Información sobre pedidos
| Nombre del producto | Número de catálogo | UNIDAD | Precio | CANTIDAD | Favoritos | |
Plásmido Doble Nickase (h) SR-2A | sc-401532-NIC | 20 µg | $410.00 | |||
Plásmido Doble Nickase (h2) SR-2A | sc-401532-NIC-2 | 20 µg | $410.00 |
HTR2A codifica el receptor de serotonina 2A (SR-2A), un receptor acoplado a proteína G que se acopla principalmente a Gq/11 para activar la fosfolipasa C, aumentar la señalización intracelular de Ca²⁺ y estimular cascadas de fosforilación dependientes de PKC. La señalización de SR-2A se interconecta con las vías MAPK/ERK y modula programas de expresión génica que influyen en la excitabilidad neuronal, la plasticidad sináptica y la actividad de los circuitos corticales. En tejidos humanos, la expresión de HTR2A y la señalización del receptor se estudian con frecuencia en el contexto de la neurotransmisión y la regulación de redes neuromoduladoras. En la literatura de investigación, la alteración de la actividad de la vía de SR-2A y la variación regulatoria en HTR2A se han asociado con fenotipos neuropsiquiátricos y con la variabilidad en la respuesta al tratamiento, lo que respalda su relevancia para estudios mecanísticos de la señalización serotoninérgica.

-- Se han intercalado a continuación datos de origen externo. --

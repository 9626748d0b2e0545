use std::fmt;

use serde::{Deserialize, Serialize};

use crate::error::TypeError;
use crate::id::CertificateId;
use crate::temporal::IssuedAt;

/// Opaque reference to a payload held by a blob store.
///
/// The registry never interprets it; it is whatever the store returned from
/// `store()` (typically the content hash) and is handed back to `resolve()`.
#[derive(Clone, PartialEq, Eq, Hash, PartialOrd, Ord, Serialize, Deserialize)]
#[serde(transparent)]
pub struct BlobRef(String);

impl BlobRef {
    pub fn new(reference: impl Into<String>) -> Self {
        Self(reference.into())
    }

    pub fn as_str(&self) -> &str {
        &self.0
    }
}

impl fmt::Debug for BlobRef {
    fn fmt(&self, f: &mut fmt::Formatter<'_>) -> fmt::Result {
        write!(f, "BlobRef({})", self.0)
    }
}

impl fmt::Display for BlobRef {
    fn fmt(&self, f: &mut fmt::Formatter<'_>) -> fmt::Result {
        f.write_str(&self.0)
    }
}

/// One issued credential.
///
/// Once inserted into a ledger under `id`, no field ever changes. Revocation
/// would be a separate record, never an edit of this one.
#[derive(Clone, Debug, PartialEq, Eq, Serialize, Deserialize)]
pub struct CertificateRecord {
    pub id: CertificateId,
    pub student_id: String,
    pub student_name: String,
    pub course: String,
    /// Stored verbatim; see [`Grade`](crate::Grade) for the usual vocabulary.
    pub grade: String,
    pub blob_ref: BlobRef,
    /// Address or account string of the issuing principal.
    pub issuer: String,
    pub issued_at: IssuedAt,
}

/// Domain tag for record digests. Same `"<domain>:"` prefix layout as the
/// hashers in `creg-crypto`.
pub const RECORD_DIGEST_DOMAIN: &str = "creg-record-v1";

impl CertificateRecord {
    /// Domain-separated BLAKE3 digest of the record's canonical JSON
    /// encoding.
    ///
    /// Two reads of the same record yield the same digest; any field change
    /// yields a different one.
    pub fn content_digest(&self) -> Result<[u8; 32], TypeError> {
        let bytes =
            serde_json::to_vec(self).map_err(|e| TypeError::Serialization(e.to_string()))?;
        let mut hasher = blake3::Hasher::new();
        hasher.update(RECORD_DIGEST_DOMAIN.as_bytes());
        hasher.update(b":");
        hasher.update(&bytes);
        Ok(*hasher.finalize().as_bytes())
    }

    /// Returns `true` if the issuer-supplied fields equal those of `request`.
    pub fn matches_request(&self, request: &IssueRequest) -> bool {
        self.student_id == request.student_id
            && self.student_name == request.student_name
            && self.course == request.course
            && self.grade == request.grade
            && self.issuer == request.issuer
    }
}

/// Everything an issuer supplies to create a certificate.
#[derive(Clone, PartialEq, Eq)]
pub struct IssueRequest {
    pub student_id: String,
    pub student_name: String,
    pub course: String,
    pub grade: String,
    pub issuer: String,
    /// The certificate document (usually a PDF).
    pub payload: Vec<u8>,
}

impl IssueRequest {
    pub fn new(student_id: impl Into<String>, course: impl Into<String>) -> Self {
        Self {
            student_id: student_id.into(),
            student_name: String::new(),
            course: course.into(),
            grade: String::new(),
            issuer: String::new(),
            payload: Vec::new(),
        }
    }

    pub fn with_student_name(mut self, name: impl Into<String>) -> Self {
        self.student_name = name.into();
        self
    }

    pub fn with_grade(mut self, grade: impl Into<String>) -> Self {
        self.grade = grade.into();
        self
    }

    pub fn with_issuer(mut self, issuer: impl Into<String>) -> Self {
        self.issuer = issuer.into();
        self
    }

    pub fn with_payload(mut self, payload: impl Into<Vec<u8>>) -> Self {
        self.payload = payload.into();
        self
    }

    /// Build the record this request produces once the payload is stored
    /// and the identifier derived.
    pub fn into_record(
        self,
        id: CertificateId,
        blob_ref: BlobRef,
        issued_at: IssuedAt,
    ) -> CertificateRecord {
        CertificateRecord {
            id,
            student_id: self.student_id,
            student_name: self.student_name,
            course: self.course,
            grade: self.grade,
            blob_ref,
            issuer: self.issuer,
            issued_at,
        }
    }
}

// Payloads can be megabytes; log the size only.
impl fmt::Debug for IssueRequest {
    fn fmt(&self, f: &mut fmt::Formatter<'_>) -> fmt::Result {
        f.debug_struct("IssueRequest")
            .field("student_id", &self.student_id)
            .field("student_name", &self.student_name)
            .field("course", &self.course)
            .field("grade", &self.grade)
            .field("issuer", &self.issuer)
            .field("payload_len", &self.payload.len())
            .finish()
    }
}

#[cfg(test)]
mod tests {
    use super::*;

    fn request() -> IssueRequest {
        IssueRequest::new("ST2024001", "Computer Science")
            .with_student_name("John Doe")
            .with_grade("A")
            .with_issuer("0x1234567890123456789012345678901234567890")
            .with_payload(b"%PDF-1.7 certificate".to_vec())
    }

    fn record() -> CertificateRecord {
        request().into_record(
            CertificateId::from_hash([7; 32]),
            BlobRef::new("b3-abc"),
            IssuedAt::from_millis(1_700_000_000_000),
        )
    }

    #[test]
    fn into_record_carries_every_field() {
        let rec = record();
        assert_eq!(rec.student_id, "ST2024001");
        assert_eq!(rec.student_name, "John Doe");
        assert_eq!(rec.course, "Computer Science");
        assert_eq!(rec.grade, "A");
        assert_eq!(rec.issuer, "0x1234567890123456789012345678901234567890");
        assert_eq!(rec.blob_ref.as_str(), "b3-abc");
        assert_eq!(rec.issued_at, IssuedAt::from_millis(1_700_000_000_000));
        assert!(rec.matches_request(&request()));
    }

    #[test]
    fn grade_is_kept_verbatim() {
        let rec = IssueRequest::new("s", "c")
            .with_grade(" distinction (hons) ")
            .into_record(
                CertificateId::from_hash([1; 32]),
                BlobRef::new("r"),
                IssuedAt::from_millis(1),
            );
        assert_eq!(rec.grade, " distinction (hons) ");
    }

    #[test]
    fn content_digest_is_stable_and_field_sensitive() {
        let a = record();
        let b = record();
        assert_eq!(a.content_digest().unwrap(), b.content_digest().unwrap());

        let mut changed = record();
        changed.grade = "B".into();
        assert_ne!(a.content_digest().unwrap(), changed.content_digest().unwrap());
    }

    #[test]
    fn content_digest_is_domain_separated() {
        let rec = record();
        let json = serde_json::to_vec(&rec).unwrap();
        let undomained = *blake3::hash(&json).as_bytes();
        assert_ne!(rec.content_digest().unwrap(), undomained);

        let mut prefixed = format!("{RECORD_DIGEST_DOMAIN}:").into_bytes();
        prefixed.extend_from_slice(&json);
        assert_eq!(rec.content_digest().unwrap(), *blake3::hash(&prefixed).as_bytes());
    }

    #[test]
    fn debug_hides_payload_bytes() {
        let debug = format!("{:?}", request());
        assert!(debug.contains("payload_len"));
        assert!(!debug.contains("PDF"));
    }

    #[test]
    fn blob_ref_is_transparent_in_json() {
        let json = serde_json::to_string(&BlobRef::new("b3-xyz")).unwrap();
        assert_eq!(json, "\"b3-xyz\"");
    }

    #[test]
    fn record_survives_bincode() {
        let rec = record();
        let bytes = bincode::serialize(&rec).unwrap();
        let decoded: CertificateRecord = bincode::deserialize(&bytes).unwrap();
        assert_eq!(decoded, rec);
    }
}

SR-2A El plásmido de doble nicasa (h) consiste en un par de plásmidos emparejados diseñados para la edición de alta especificidad del locus HTR2A en líneas celulares human. Cada plásmido expresa una nicasa Cas9 D10A y un ARN guía específico (sgRNA) dirigido a cadenas de ADN opuestas dentro de HTR2A. Cuando se dirigen a sitios adyacentes en cadenas de ADN opuestas, las dos nicasas generan cortes en cadena simple desplazados que, juntos, producen una rotura de doble cadena escalonada, lo que requiere una actividad coordinada sobre el objetivo por parte de ambas guías. La rotura de ADN resultante se resuelve mediante vías de reparación celular endógenas, más comúnmente a través de la unión de extremos no homólogos (NHEJ), lo que da lugar a inserciones o deleciones que alteran la función de HTR2A. Al requerir la participación de dos ARN guía en el locus diana, el enfoque de doble corte mejora la especificidad de la edición y proporciona una estrategia CRISPR complementaria para aplicaciones en las que se desea un control adicional sobre la precisión de la orientación.

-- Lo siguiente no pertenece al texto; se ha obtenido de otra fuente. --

//! Append-only certificate ledger.
//!
//! The ledger is the authoritative mapping from [`CertificateId`] to
//! [`CertificateRecord`]. It provides:
//! - The [`CertificateLedger`] trait boundary (insert, get, contains, scan)
//! - [`InMemoryLedger`] for tests and embedding
//! - [`WalLedger`], a durable ledger backed by a CRC-framed append-only log
//!
//! `insert` is the only mutator. There is no update and no delete: once a
//! record is visible under its id it never changes, and a second insert
//! under the same id fails with [`LedgerError::DuplicateId`].
//!
//! [`CertificateId`]: creg_types::CertificateId
//! [`CertificateRecord`]: creg_types::CertificateRecord

pub mod error;
pub mod memory;
pub mod traits;
pub mod wal;

pub use error::{LedgerError, LedgerResult};
pub use memory::InMemoryLedger;
pub use traits::CertificateLedger;
pub use wal::{SyncMode, WalConfig, WalLedger, MAX_RECORD_LEN};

Para facilitar la identificación eficiente de las células editadas, un plásmido codifica GFP para la visualización fluorescente de las poblaciones transfectadas, mientras que el plásmido complementario lleva un gen de resistencia a la puromicina para la selección con antibióticos. En conjunto, estas características facilitan el enriquecimiento eficiente de las poblaciones cotransfectadas y simplifican la validación de los clones con HTR2A alterado.
Sólo para uso en investigación. No destinado a uso diagnóstico o terapéutico.